The Crossings Sauvignon Blanc 2020, Awatere Valley (Hermitage Cellars £9.60 on offer from £10.45) is from the slightly cooler Awatere Valley and feels a little fresher as a result. There are still some tropical fruits on the nose but more citrus and some grassy notes. The palate is very elegant. This is great value and makes a lovely aperitif or why not match it with some simply grilled fish?

The King’s Thorn Pinot Gris 2018, Marlborough (Majestic £15.99 but £11.99 as part of a mixed six, Ocado £15.99) is made by Brent Marris, the name behind The Ned range of wines. This shows just how pinot gris can thrive in New Zealand. There is some real richness on the palate with orchard fruit including pear and apricot and some nice spicy notes.

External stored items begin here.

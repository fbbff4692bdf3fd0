//! AWS storage backend for fieldfill
//!
//! - **DynamoDB table store** (`dynamodb` feature, default): scans a table with
//!   an `attribute_not_exists` filter and applies key-qualified `UpdateItem`
//!   calls that never create new items
//!
//! ## Usage
//!
//! ```ignore
//! use fieldfill_storage_aws::{DynamoDbConfig, DynamoDbTableStore};
//!
//! let sdk_config = aws_config::load_defaults(BehaviorVersion::latest()).await;
//! let store = DynamoDbTableStore::new(
//!     &sdk_config,
//!     DynamoDbConfig {
//!         table_name: "my-table".to_string(),
//!         ..Default::default()
//!     },
//! )
//! .await?;
//! ```

pub mod error;

#[cfg(feature = "dynamodb")]
pub mod dynamodb;

pub use error::{AwsStorageError, Result};

#[cfg(feature = "dynamodb")]
pub use dynamodb::{DynamoDbConfig, DynamoDbTableStore, KeySchema};

// Re-export the engine trait for convenience
pub use fieldfill_core::TableStore;
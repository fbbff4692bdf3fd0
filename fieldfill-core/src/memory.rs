//! In-memory table store for testing
//!
//! Rows are kept in insertion order behind an `Arc<RwLock>`, so clones share
//! state and the store can be handed to the engine while a test keeps a handle
//! for assertions. Paging follows DynamoDB semantics: the limit bounds how many
//! rows are *evaluated* per page, the filter is applied afterwards, and a
//! continuation token is returned whenever unevaluated rows remain.
//!
//! Unlike a real table, rows may lack key attributes. That lets tests exercise
//! the engine's key precondition.

use crate::error::{Result, StoreError};
use crate::record::{AttrValue, Record, RecordKey};
use crate::store::{
    check_assignments, Assignment, ContinuationToken, Page, ScanFilter, TableStore,
};
use async_trait::async_trait;
use parking_lot::RwLock;
use std::collections::{BTreeMap, HashSet};
use std::fmt::Debug;
use std::sync::Arc;

/// Token attribute holding the next row offset
const OFFSET_ATTR: &str = "__offset";

/// Page size used when the caller passes no limit
pub const DEFAULT_MEMORY_PAGE_SIZE: usize = 100;

#[derive(Default)]
struct Faults {
    /// Keys (rendered via `RecordKey`'s Display) whose update fails
    failing_updates: HashSet<String>,
    /// 1-based scan call number that fails
    failing_scan_call: Option<usize>,
}

#[derive(Default)]
struct Counters {
    scan_calls: usize,
    update_calls: usize,
}

/// In-memory [`TableStore`]
#[derive(Clone)]
pub struct MemoryTableStore {
    rows: Arc<RwLock<Vec<Record>>>,
    page_size: usize,
    faults: Arc<RwLock<Faults>>,
    counters: Arc<RwLock<Counters>>,
}

impl Default for MemoryTableStore {
    fn default() -> Self {
        Self {
            rows: Arc::new(RwLock::new(Vec::new())),
            page_size: DEFAULT_MEMORY_PAGE_SIZE,
            faults: Arc::new(RwLock::new(Faults::default())),
            counters: Arc::new(RwLock::new(Counters::default())),
        }
    }
}

impl Debug for MemoryTableStore {
    fn fmt(&self, f: &mut std::fmt::Formatter<'_>) -> std::fmt::Result {
        f.debug_struct("MemoryTableStore")
            .field("row_count", &self.rows.read().len())
            .field("page_size", &self.page_size)
            .finish()
    }
}

impl MemoryTableStore {
    /// Create an empty store
    pub fn new() -> Self {
        Self::default()
    }

    /// Create a store pre-populated with `rows`
    pub fn with_rows(rows: impl IntoIterator<Item = Record>) -> Self {
        let store = Self::default();
        store.rows.write().extend(rows);
        store
    }

    /// Override the default page size (rows evaluated per page)
    pub fn page_size(mut self, page_size: usize) -> Self {
        self.page_size = page_size.max(1);
        self
    }

    /// Snapshot of every row in insertion order
    pub fn rows(&self) -> Vec<Record> {
        self.rows.read().clone()
    }

    /// Look up the row addressed by `key`
    pub fn get(&self, key: &RecordKey) -> Option<Record> {
        self.rows.read().iter().find(|r| key.matches(r)).cloned()
    }

    /// Make every update of `key` fail with a storage error
    pub fn fail_update_for(&self, key: &RecordKey) {
        self.faults.write().failing_updates.insert(key.to_string());
    }

    /// Make the `call`-th scan request (1-based) fail with a storage error
    pub fn fail_scan_call(&self, call: usize) {
        self.faults.write().failing_scan_call = Some(call);
    }

    /// Number of scan requests served (including failed ones)
    pub fn scan_calls(&self) -> usize {
        self.counters.read().scan_calls
    }

    /// Number of update requests received (including failed ones)
    pub fn update_calls(&self) -> usize {
        self.counters.read().update_calls
    }

    fn decode_offset(start: Option<ContinuationToken>) -> Result<usize> {
        let Some(token) = start else {
            return Ok(0);
        };
        match token.as_map().get(OFFSET_ATTR) {
            Some(AttrValue::N(n)) => n
                .parse()
                .map_err(|_| StoreError::invalid_request(format!("bad continuation offset: {n}"))),
            _ => Err(StoreError::invalid_request(
                "continuation token was not issued by this store",
            )),
        }
    }
}

#[async_trait]
impl TableStore for MemoryTableStore {
    async fn scan(
        &self,
        filter: &ScanFilter,
        start: Option<ContinuationToken>,
        limit: Option<u32>,
    ) -> Result<Page> {
        let call = {
            let mut counters = self.counters.write();
            counters.scan_calls += 1;
            counters.scan_calls
        };
        if self.faults.read().failing_scan_call == Some(call) {
            return Err(StoreError::storage(format!(
                "injected scan failure on call {call}"
            )));
        }

        let offset = Self::decode_offset(start)?;
        let page_size = limit.map(|l| l.max(1) as usize).unwrap_or(self.page_size);

        let rows = self.rows.read();
        let end = offset.saturating_add(page_size).min(rows.len());
        let records = rows
            .get(offset..end)
            .unwrap_or_default()
            .iter()
            .filter(|r| filter.matches(r))
            .cloned()
            .collect();

        let next = (end < rows.len()).then(|| {
            let mut position = BTreeMap::new();
            position.insert(OFFSET_ATTR.to_string(), AttrValue::n(end));
            ContinuationToken::new(position)
        });

        Ok(Page { records, next })
    }

    async fn update(&self, key: &RecordKey, assignments: &[Assignment]) -> Result<()> {
        self.counters.write().update_calls += 1;
        check_assignments(assignments)?;

        let rendered = key.to_string();
        if self.faults.read().failing_updates.contains(&rendered) {
            return Err(StoreError::storage(format!(
                "injected update failure for {rendered}"
            )));
        }

        let mut rows = self.rows.write();
        let row = rows
            .iter_mut()
            .find(|r| key.matches(r))
            .ok_or_else(|| StoreError::not_found(rendered))?;
        for assignment in assignments {
            row.set(assignment.field.clone(), assignment.value.clone());
        }
        Ok(())
    }
}

#[cfg(test)]
mod tests {
    use super::*;

    fn row(pk: &str, ts: i64) -> Record {
        Record::new()
            .with("session_id", AttrValue::s(pk))
            .with("timestamp", AttrValue::n(ts))
    }

    #[tokio::test]
    async fn test_limit_applies_before_filter() {
        let store = MemoryTableStore::with_rows([
            row("a", 1).with("original_ts", AttrValue::n(1)),
            row("b", 2).with("original_ts", AttrValue::n(2)),
            row("c", 3),
        ])
        .page_size(2);
        let filter = ScanFilter::attribute_not_exists("original_ts");

        // First page evaluates two rows that both carry the field
        let first = store.scan(&filter, None, None).await.unwrap();
        assert!(first.records.is_empty());
        assert!(first.next.is_some());

        let second = store.scan(&filter, first.next, None).await.unwrap();
        assert_eq!(second.records, vec![row("c", 3)]);
        assert!(second.next.is_none());
        assert_eq!(store.scan_calls(), 2);
    }

    #[tokio::test]
    async fn test_update_never_creates() {
        let store = MemoryTableStore::with_rows([row("a", 1)]);
        let key = RecordKey::new("session_id", AttrValue::s("zzz"), "timestamp", AttrValue::n(1));
        let err = store
            .update(&key, &[Assignment::new("original_ts", AttrValue::n(1))])
            .await
            .unwrap_err();
        assert!(matches!(err, StoreError::NotFound(_)));
        assert_eq!(store.rows().len(), 1);
        assert_eq!(store.update_calls(), 1);
    }

    #[tokio::test]
    async fn test_foreign_token_rejected() {
        let store = MemoryTableStore::new();
        let mut position = BTreeMap::new();
        position.insert("session_id".to_string(), AttrValue::s("a"));
        let err = store
            .scan(
                &ScanFilter::attribute_not_exists("x"),
                Some(ContinuationToken::new(position)),
                None,
            )
            .await
            .unwrap_err();
        assert!(matches!(err, StoreError::InvalidRequest(_)));
    }

    #[tokio::test]
    async fn test_injected_faults() {
        let store = MemoryTableStore::with_rows([row("a", 1)]);
        let key = RecordKey::new("session_id", AttrValue::s("a"), "timestamp", AttrValue::n(1));
        store.fail_update_for(&key);
        store.fail_scan_call(1);

        let filter = ScanFilter::attribute_not_exists("original_ts");
        assert!(store.scan(&filter, None, None).await.is_err());
        assert!(store.scan(&filter, None, None).await.is_ok());
        let err = store
            .update(&key, &[Assignment::new("original_ts", AttrValue::n(1))])
            .await
            .unwrap_err();
        assert!(matches!(err, StoreError::Storage(_)));
    }

    #[tokio::test]
    async fn test_update_applies_every_assignment() {
        let store = MemoryTableStore::with_rows([row("a", 1)]);
        let key = RecordKey::new("session_id", AttrValue::s("a"), "timestamp", AttrValue::n(1));

        store
            .update(
                &key,
                &[
                    Assignment::new("original_ts", AttrValue::n(1)),
                    Assignment::new("migrated", AttrValue::Bool(true)),
                ],
            )
            .await
            .unwrap();
        let updated = store.get(&key).unwrap();
        assert_eq!(updated.get("original_ts"), Some(&AttrValue::n(1)));
        assert_eq!(updated.get("migrated"), Some(&AttrValue::Bool(true)));

        let err = store.update(&key, &[]).await.unwrap_err();
        assert!(matches!(err, StoreError::InvalidRequest(_)));
        assert_eq!(store.get(&key), Some(updated));
    }
}
//! Error types for the backfill engine

use crate::result::BackfillResult;
use thiserror::Error;

/// Result type for storage operations
pub type Result<T> = std::result::Result<T, StoreError>;

/// Errors surfaced by a [`TableStore`](crate::TableStore) implementation
#[derive(Error, Debug, Clone, PartialEq, Eq)]
pub enum StoreError {
    /// The addressed record does not exist (updates never create records)
    #[error("Record not found: {0}")]
    NotFound(String),

    /// Request was throttled by the storage service
    #[error("Throttled: {0}")]
    Throttled(String),

    /// Key or attribute could not be represented by the store
    #[error("Invalid request: {0}")]
    InvalidRequest(String),

    /// Storage/IO error
    #[error("Storage error: {0}")]
    Storage(String),
}

impl StoreError {
    pub fn not_found(msg: impl Into<String>) -> Self {
        Self::NotFound(msg.into())
    }

    pub fn throttled(msg: impl Into<String>) -> Self {
        Self::Throttled(msg.into())
    }

    pub fn invalid_request(msg: impl Into<String>) -> Self {
        Self::InvalidRequest(msg.into())
    }

    pub fn storage(msg: impl Into<String>) -> Self {
        Self::Storage(msg.into())
    }
}

/// Fatal errors that abort a backfill run
#[derive(Error, Debug)]
pub enum BackfillError {
    /// A page request failed. `progress` holds whatever was already applied
    /// before the failure (always empty under the collect strategy).
    #[error("Scan failed on page {page}: {source}")]
    Scan {
        page: usize,
        #[source]
        source: StoreError,
        progress: Box<BackfillResult>,
    },

    /// Engine options are unusable
    #[error("Invalid backfill options: {0}")]
    InvalidOptions(String),
}

impl BackfillError {
    /// Counters accumulated before the run aborted, if any.
    pub fn progress(&self) -> Option<&BackfillResult> {
        match self {
            BackfillError::Scan { progress, .. } => Some(progress),
            BackfillError::InvalidOptions(_) => None,
        }
    }
}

It may take some work to track this wine down but it’s wonderful and underlines the potential for the most fickle of grapes. Pegasus Bay is recognised as one of Canterbury’s top estates and this is quite Burgundian in style. Pegasus Bay Pinot Noir 2018, Waipara Valley ( £24.99 but £22.99 as part of a mixed six) includes dark fruits, some Asian spices and a little wild herb on the nose followed by black cherry and more spice on the palate, supported by tannins and fresh acidity.